Dataset entries
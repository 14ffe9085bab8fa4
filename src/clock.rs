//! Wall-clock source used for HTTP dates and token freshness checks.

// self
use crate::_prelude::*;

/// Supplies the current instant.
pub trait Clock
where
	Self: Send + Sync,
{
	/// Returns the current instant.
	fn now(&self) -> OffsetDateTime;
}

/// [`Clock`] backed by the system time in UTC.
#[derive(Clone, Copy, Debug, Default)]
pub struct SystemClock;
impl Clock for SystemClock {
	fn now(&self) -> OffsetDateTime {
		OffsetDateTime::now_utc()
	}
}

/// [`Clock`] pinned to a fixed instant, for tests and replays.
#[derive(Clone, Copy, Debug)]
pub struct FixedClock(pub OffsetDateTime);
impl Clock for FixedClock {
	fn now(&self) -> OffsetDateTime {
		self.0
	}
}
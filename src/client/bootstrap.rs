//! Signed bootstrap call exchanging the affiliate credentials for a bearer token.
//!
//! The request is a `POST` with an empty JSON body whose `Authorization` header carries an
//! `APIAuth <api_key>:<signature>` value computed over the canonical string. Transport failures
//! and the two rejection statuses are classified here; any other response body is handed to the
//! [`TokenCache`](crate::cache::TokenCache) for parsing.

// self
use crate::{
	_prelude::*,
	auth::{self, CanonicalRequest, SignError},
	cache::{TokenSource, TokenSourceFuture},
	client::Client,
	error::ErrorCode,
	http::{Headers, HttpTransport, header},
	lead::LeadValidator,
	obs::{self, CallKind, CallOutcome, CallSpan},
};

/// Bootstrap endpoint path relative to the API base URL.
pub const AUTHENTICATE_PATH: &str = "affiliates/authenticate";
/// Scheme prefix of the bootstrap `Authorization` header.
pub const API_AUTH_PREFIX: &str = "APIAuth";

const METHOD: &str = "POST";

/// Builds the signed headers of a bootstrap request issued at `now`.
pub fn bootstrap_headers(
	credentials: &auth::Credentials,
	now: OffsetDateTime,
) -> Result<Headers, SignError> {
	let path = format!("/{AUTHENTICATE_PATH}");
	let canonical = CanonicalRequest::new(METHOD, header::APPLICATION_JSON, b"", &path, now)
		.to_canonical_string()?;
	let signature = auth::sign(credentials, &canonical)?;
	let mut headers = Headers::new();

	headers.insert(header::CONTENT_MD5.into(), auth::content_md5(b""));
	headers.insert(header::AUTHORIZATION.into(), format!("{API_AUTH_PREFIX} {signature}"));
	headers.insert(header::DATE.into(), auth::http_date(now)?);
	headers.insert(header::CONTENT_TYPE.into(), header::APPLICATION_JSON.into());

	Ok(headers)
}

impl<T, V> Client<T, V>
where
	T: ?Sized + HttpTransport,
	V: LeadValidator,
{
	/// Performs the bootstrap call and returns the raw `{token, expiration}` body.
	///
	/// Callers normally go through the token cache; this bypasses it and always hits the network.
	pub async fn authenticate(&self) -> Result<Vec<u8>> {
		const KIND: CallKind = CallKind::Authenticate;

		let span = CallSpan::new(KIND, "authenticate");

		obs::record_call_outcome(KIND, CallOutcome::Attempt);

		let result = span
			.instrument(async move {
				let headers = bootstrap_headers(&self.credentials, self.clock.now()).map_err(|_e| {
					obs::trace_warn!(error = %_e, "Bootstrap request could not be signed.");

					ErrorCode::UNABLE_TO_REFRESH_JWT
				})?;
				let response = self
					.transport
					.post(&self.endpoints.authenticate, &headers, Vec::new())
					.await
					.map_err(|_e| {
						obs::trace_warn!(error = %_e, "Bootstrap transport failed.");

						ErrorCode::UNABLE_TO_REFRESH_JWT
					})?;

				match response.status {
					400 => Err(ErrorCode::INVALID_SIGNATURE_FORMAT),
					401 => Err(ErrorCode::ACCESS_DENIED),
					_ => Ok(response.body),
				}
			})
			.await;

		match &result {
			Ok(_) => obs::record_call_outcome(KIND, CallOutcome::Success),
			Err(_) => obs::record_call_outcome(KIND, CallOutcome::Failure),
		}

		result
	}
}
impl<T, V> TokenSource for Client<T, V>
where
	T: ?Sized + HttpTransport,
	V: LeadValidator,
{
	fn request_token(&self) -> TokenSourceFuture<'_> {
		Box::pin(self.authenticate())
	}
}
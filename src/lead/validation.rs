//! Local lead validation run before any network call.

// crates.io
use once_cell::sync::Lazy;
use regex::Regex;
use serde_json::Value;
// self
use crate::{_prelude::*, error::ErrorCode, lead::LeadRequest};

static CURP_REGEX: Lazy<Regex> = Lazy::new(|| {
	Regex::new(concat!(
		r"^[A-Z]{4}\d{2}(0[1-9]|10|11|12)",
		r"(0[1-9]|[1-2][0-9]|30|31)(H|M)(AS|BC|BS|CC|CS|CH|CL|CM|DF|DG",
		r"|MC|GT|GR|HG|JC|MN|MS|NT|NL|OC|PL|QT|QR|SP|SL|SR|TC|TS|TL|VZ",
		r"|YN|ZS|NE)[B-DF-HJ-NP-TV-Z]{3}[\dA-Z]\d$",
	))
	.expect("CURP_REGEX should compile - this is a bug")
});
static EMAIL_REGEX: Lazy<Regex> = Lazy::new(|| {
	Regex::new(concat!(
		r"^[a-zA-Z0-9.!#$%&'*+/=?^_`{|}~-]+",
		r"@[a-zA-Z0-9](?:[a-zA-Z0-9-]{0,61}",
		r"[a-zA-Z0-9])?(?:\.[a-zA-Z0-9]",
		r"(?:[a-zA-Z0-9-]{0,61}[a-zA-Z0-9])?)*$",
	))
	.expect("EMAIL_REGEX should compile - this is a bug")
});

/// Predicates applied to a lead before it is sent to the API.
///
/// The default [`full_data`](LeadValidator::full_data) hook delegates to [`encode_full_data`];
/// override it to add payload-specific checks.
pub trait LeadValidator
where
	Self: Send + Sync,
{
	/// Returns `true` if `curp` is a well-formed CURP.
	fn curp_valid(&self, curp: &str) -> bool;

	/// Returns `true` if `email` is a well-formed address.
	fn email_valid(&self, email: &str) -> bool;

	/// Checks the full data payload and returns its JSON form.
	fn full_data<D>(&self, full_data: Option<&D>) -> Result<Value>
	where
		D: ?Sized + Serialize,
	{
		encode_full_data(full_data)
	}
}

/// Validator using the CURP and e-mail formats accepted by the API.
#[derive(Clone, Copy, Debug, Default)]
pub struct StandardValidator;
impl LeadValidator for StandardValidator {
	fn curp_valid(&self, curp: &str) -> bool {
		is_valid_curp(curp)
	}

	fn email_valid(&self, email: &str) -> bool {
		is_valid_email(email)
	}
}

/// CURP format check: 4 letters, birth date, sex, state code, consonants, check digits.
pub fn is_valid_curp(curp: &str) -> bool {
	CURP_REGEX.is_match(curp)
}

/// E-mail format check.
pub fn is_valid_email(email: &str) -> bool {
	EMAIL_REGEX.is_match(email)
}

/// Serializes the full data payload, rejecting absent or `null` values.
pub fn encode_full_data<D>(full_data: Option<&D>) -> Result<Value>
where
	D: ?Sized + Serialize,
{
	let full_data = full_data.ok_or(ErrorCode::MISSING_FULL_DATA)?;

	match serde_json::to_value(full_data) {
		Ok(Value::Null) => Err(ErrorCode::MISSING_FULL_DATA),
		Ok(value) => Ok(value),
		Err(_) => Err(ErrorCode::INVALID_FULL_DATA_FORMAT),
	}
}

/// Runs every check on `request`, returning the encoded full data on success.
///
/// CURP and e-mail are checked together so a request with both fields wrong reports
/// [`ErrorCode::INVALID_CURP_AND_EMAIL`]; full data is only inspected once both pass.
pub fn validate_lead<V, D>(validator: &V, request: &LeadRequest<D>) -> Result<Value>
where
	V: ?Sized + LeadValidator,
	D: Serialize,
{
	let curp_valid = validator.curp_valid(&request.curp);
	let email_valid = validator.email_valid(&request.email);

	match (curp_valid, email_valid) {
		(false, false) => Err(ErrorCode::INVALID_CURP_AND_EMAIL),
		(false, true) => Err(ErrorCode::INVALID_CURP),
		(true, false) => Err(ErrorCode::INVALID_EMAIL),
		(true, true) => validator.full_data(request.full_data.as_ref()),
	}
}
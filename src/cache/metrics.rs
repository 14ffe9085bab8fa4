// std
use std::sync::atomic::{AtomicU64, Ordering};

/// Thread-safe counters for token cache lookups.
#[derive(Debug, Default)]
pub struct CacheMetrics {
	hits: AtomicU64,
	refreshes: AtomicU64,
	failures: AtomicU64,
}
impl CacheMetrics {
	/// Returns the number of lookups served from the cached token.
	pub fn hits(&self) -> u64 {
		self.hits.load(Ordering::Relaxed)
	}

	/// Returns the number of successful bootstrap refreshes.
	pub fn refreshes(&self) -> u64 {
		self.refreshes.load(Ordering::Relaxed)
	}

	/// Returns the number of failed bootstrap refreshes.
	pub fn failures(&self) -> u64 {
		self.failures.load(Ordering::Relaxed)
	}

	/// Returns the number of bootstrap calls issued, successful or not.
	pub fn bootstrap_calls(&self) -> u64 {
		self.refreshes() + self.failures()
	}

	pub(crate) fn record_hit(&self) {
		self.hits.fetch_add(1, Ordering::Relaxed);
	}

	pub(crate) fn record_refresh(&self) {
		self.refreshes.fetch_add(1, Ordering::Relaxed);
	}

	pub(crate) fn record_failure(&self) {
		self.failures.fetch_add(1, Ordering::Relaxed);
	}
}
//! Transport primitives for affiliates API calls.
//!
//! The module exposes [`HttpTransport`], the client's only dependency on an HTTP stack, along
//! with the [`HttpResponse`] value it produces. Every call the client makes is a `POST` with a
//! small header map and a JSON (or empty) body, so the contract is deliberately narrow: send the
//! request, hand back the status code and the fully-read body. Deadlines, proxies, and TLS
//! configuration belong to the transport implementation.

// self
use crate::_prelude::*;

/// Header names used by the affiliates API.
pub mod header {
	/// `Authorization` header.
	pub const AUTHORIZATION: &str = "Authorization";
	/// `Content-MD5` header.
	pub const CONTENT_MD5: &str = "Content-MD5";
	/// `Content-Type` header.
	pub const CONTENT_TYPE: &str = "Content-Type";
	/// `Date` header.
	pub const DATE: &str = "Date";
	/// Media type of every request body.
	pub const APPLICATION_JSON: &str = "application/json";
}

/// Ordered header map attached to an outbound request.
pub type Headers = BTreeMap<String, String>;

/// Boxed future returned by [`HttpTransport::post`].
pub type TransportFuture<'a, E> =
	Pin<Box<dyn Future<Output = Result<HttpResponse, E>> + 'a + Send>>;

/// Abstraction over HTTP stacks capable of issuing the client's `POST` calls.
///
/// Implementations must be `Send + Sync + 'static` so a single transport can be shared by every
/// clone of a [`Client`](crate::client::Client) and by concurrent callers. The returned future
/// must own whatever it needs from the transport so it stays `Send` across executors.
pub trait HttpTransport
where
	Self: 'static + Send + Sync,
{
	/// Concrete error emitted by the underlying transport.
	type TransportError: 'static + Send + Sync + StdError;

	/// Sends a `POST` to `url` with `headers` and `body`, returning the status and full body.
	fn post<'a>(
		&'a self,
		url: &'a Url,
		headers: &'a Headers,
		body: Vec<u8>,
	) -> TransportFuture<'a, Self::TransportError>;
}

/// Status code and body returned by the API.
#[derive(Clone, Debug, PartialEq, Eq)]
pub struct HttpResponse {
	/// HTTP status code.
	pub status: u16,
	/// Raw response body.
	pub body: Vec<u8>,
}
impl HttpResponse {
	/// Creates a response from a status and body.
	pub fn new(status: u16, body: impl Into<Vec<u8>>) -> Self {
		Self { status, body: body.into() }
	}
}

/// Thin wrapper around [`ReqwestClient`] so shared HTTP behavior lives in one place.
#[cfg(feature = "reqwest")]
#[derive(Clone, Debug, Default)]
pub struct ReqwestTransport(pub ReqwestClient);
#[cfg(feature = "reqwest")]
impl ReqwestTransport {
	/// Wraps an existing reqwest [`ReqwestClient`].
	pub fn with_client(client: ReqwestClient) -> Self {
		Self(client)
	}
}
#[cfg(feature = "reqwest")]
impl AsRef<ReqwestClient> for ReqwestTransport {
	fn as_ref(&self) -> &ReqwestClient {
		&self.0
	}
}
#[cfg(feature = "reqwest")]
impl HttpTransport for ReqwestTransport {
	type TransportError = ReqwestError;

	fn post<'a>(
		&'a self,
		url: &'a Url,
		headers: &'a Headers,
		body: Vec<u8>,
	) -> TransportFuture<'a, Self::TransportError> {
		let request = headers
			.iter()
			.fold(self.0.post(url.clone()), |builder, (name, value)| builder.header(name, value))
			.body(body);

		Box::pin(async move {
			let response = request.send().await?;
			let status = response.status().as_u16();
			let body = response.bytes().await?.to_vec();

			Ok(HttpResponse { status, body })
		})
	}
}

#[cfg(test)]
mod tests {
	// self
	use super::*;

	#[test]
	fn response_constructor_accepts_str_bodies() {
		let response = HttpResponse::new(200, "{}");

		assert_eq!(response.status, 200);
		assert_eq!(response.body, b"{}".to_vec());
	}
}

YOUR ASSIGNMENT ▸
Each line above that contains the word "Sized" must be copied.

RESULT OF THE EXERCISE ▸
	T: ?Sized + HttpTransport,
	T: ?Sized + HttpTransport,
		D: ?Sized + Serialize,
	D: ?Sized + Serialize,
	V: ?Sized + LeadValidator,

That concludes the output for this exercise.